Records contained in a dataset →
━━━━━━━━━━━━━━━━━━━━
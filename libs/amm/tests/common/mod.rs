//! Common Test Utilities for the AMM core
//!
//! Provides a deployed core driven by a manual clock, funded traders and
//! unit helpers shared by all integration suites.

#![allow(dead_code)]

use basin_amm::{Address, Clock, Deployment, ManualClock, Pair, U256};
use basin_config::logging::env_filter;
use basin_config::{AmmConfig, LoggingConfig};
use std::sync::Arc;

pub const GENESIS_TIME: u64 = 1_700_000_000;
pub const TOKEN_A: u64 = 0x0A;
pub const TOKEN_B: u64 = 0x0B;
pub const TOKEN_C: u64 = 0x0C;
pub const TOKEN_D: u64 = 0x0D;

/// Captured test output at the configured filter, `RUST_LOG` wins if set
pub fn init_tracing() {
    let config = LoggingConfig {
        level: "debug".to_string(),
        json: false,
    };
    if let Ok(filter) = env_filter(&config) {
        let _ = tracing_subscriber::fmt()
            .with_test_writer()
            .with_env_filter(filter)
            .try_init();
    }
}

pub fn addr(n: u64) -> Address {
    Address::from_low_u64_be(n)
}

/// `n` whole tokens at 18 decimals
pub fn units(n: u64) -> U256 {
    U256::from(n) * U256::exp10(18)
}

pub fn alice() -> Address {
    addr(0xA11CE)
}

pub fn bob() -> Address {
    addr(0xB0B)
}

pub fn carol() -> Address {
    addr(0xCA201)
}

pub fn fee_recipient() -> Address {
    addr(0xFEE)
}

/// Whether `value` lies strictly between `low` and `high` whole units
pub fn strictly_between(value: U256, low: u64, high: u64) -> bool {
    value > units(low) && value < units(high)
}

pub struct Harness {
    pub config: AmmConfig,
    pub clock: Arc<ManualClock>,
    pub core: Deployment,
}

impl Harness {
    pub fn new() -> Self {
        init_tracing();
        let config = AmmConfig::default();
        let clock = Arc::new(ManualClock::new(GENESIS_TIME));
        let core = Deployment::bootstrap(&config, clock.clone()).unwrap();
        Self {
            config,
            clock,
            core,
        }
    }

    /// Harness with tokens A-D registered and every trader funded and approved
    pub fn with_tokens() -> Self {
        let harness = Self::new();
        for (n, symbol) in [
            (TOKEN_A, "TKA"),
            (TOKEN_B, "TKB"),
            (TOKEN_C, "TKC"),
            (TOKEN_D, "TKD"),
        ] {
            harness.token(n, symbol);
        }
        for trader in [alice(), bob(), carol()] {
            harness.fund(trader);
        }
        harness
    }

    pub fn token(&self, n: u64, symbol: &str) -> Address {
        let token = addr(n);
        self.core.bank.register_token(token, symbol, 18).unwrap();
        token
    }

    /// Issue every standard token and native value to `trader`, approving the router
    pub fn fund(&self, trader: Address) {
        let bank = &self.core.bank;
        for n in [TOKEN_A, TOKEN_B, TOKEN_C, TOKEN_D] {
            let token = addr(n);
            if bank.is_registered(token) {
                bank.issue(token, trader, units(1_000_000)).unwrap();
                bank.approve(token, trader, self.router(), U256::MAX).unwrap();
            }
        }
        bank.credit_native(trader, units(100_000)).unwrap();
        bank.approve(self.weth(), trader, self.router(), U256::MAX)
            .unwrap();
    }

    pub fn router(&self) -> Address {
        self.core.router.address()
    }

    pub fn weth(&self) -> Address {
        self.core.router.wrapped_native()
    }

    pub fn now(&self) -> u64 {
        self.clock.now()
    }

    pub fn deadline(&self) -> u64 {
        self.now() + 600
    }

    pub fn balance(&self, token: Address, holder: Address) -> U256 {
        self.core.bank.balance_of(token, holder).unwrap()
    }

    pub fn native(&self, holder: Address) -> U256 {
        self.core.bank.native_balance_of(holder)
    }

    pub fn pair(&self, token_a: Address, token_b: Address) -> Arc<Pair> {
        self.core
            .factory
            .pair_for_tokens(token_a, token_b)
            .unwrap()
    }

    /// Seed a pool from alice at the given whole-unit amounts
    pub fn seed(&self, token_a: Address, token_b: Address, amount_a: u64, amount_b: u64) -> U256 {
        let (_, _, liquidity) = self
            .core
            .router
            .add_liquidity(
                alice(),
                token_a,
                token_b,
                units(amount_a),
                units(amount_b),
                U256::zero(),
                U256::zero(),
                alice(),
                self.deadline(),
            )
            .unwrap();
        liquidity
    }

    /// Product of a pair's tracked reserves
    pub fn k(&self, token_a: Address, token_b: Address) -> U256 {
        let reserves = self.pair(token_a, token_b).get_reserves();
        reserves.reserve0 * reserves.reserve1
    }
}
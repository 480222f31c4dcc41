//! Deployment address book
//!
//! JSON keyed by network name, mapping logical contract names to addresses:
//! `{"localhost": {"Factory": "0x…", "Router": "0x…", "WETH": "0x…"}}`.

use anyhow::{Context, Result};
use basin_types::Address;
use serde::{Deserialize, Serialize};
use std::collections::BTreeMap;
use std::fs;
use std::path::Path;
use tracing::{debug, info};

/// Logical contract names
pub mod names {
    pub const FACTORY: &str = "Factory";
    pub const ROUTER: &str = "Router";
}

#[derive(Debug, Clone, Default, PartialEq, Eq, Serialize, Deserialize)]
#[serde(transparent)]
pub struct DeploymentBook {
    networks: BTreeMap<String, BTreeMap<String, Address>>,
}

impl DeploymentBook {
    /// Read the book at `path`; a missing file is an empty book
    pub fn load(path: &Path) -> Result<Self> {
        if !path.exists() {
            debug!("Address book {:?} not found, starting empty", path);
            return Ok(Self::default());
        }

        let contents = fs::read_to_string(path)
            .with_context(|| format!("Failed to read address book {:?}", path))?;
        serde_json::from_str(&contents)
            .with_context(|| format!("Failed to parse address book {:?}", path))
    }

    /// Write pretty JSON, creating parent directories
    pub fn save(&self, path: &Path) -> Result<()> {
        if let Some(parent) = path.parent() {
            fs::create_dir_all(parent)
                .with_context(|| format!("Failed to create directory {:?}", parent))?;
        }
        let contents =
            serde_json::to_string_pretty(self).context("Failed to serialize address book")?;
        fs::write(path, contents)
            .with_context(|| format!("Failed to write address book {:?}", path))?;

        info!("Saved address book to {:?}", path);
        Ok(())
    }

    /// Set `name` on `network`, returning the address it replaced
    pub fn record(&mut self, network: &str, name: &str, address: Address) -> Option<Address> {
        self.networks
            .entry(network.to_string())
            .or_default()
            .insert(name.to_string(), address)
    }

    pub fn address(&self, network: &str, name: &str) -> Option<Address> {
        self.networks.get(network)?.get(name).copied()
    }

    pub fn network(&self, network: &str) -> Option<&BTreeMap<String, Address>> {
        self.networks.get(network)
    }

    pub fn networks(&self) -> impl Iterator<Item = &str> {
        self.networks.keys().map(String::as_str)
    }
}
━━━━━━━━━━━━━━━━━━━━
Prompt → Reproduce each line of the records in which "reserves" appears.

Answer to this problem →
    /// Product of a pair's tracked reserves
        let reserves = self.pair(token_a, token_b).get_reserves();
        reserves.reserve0 * reserves.reserve1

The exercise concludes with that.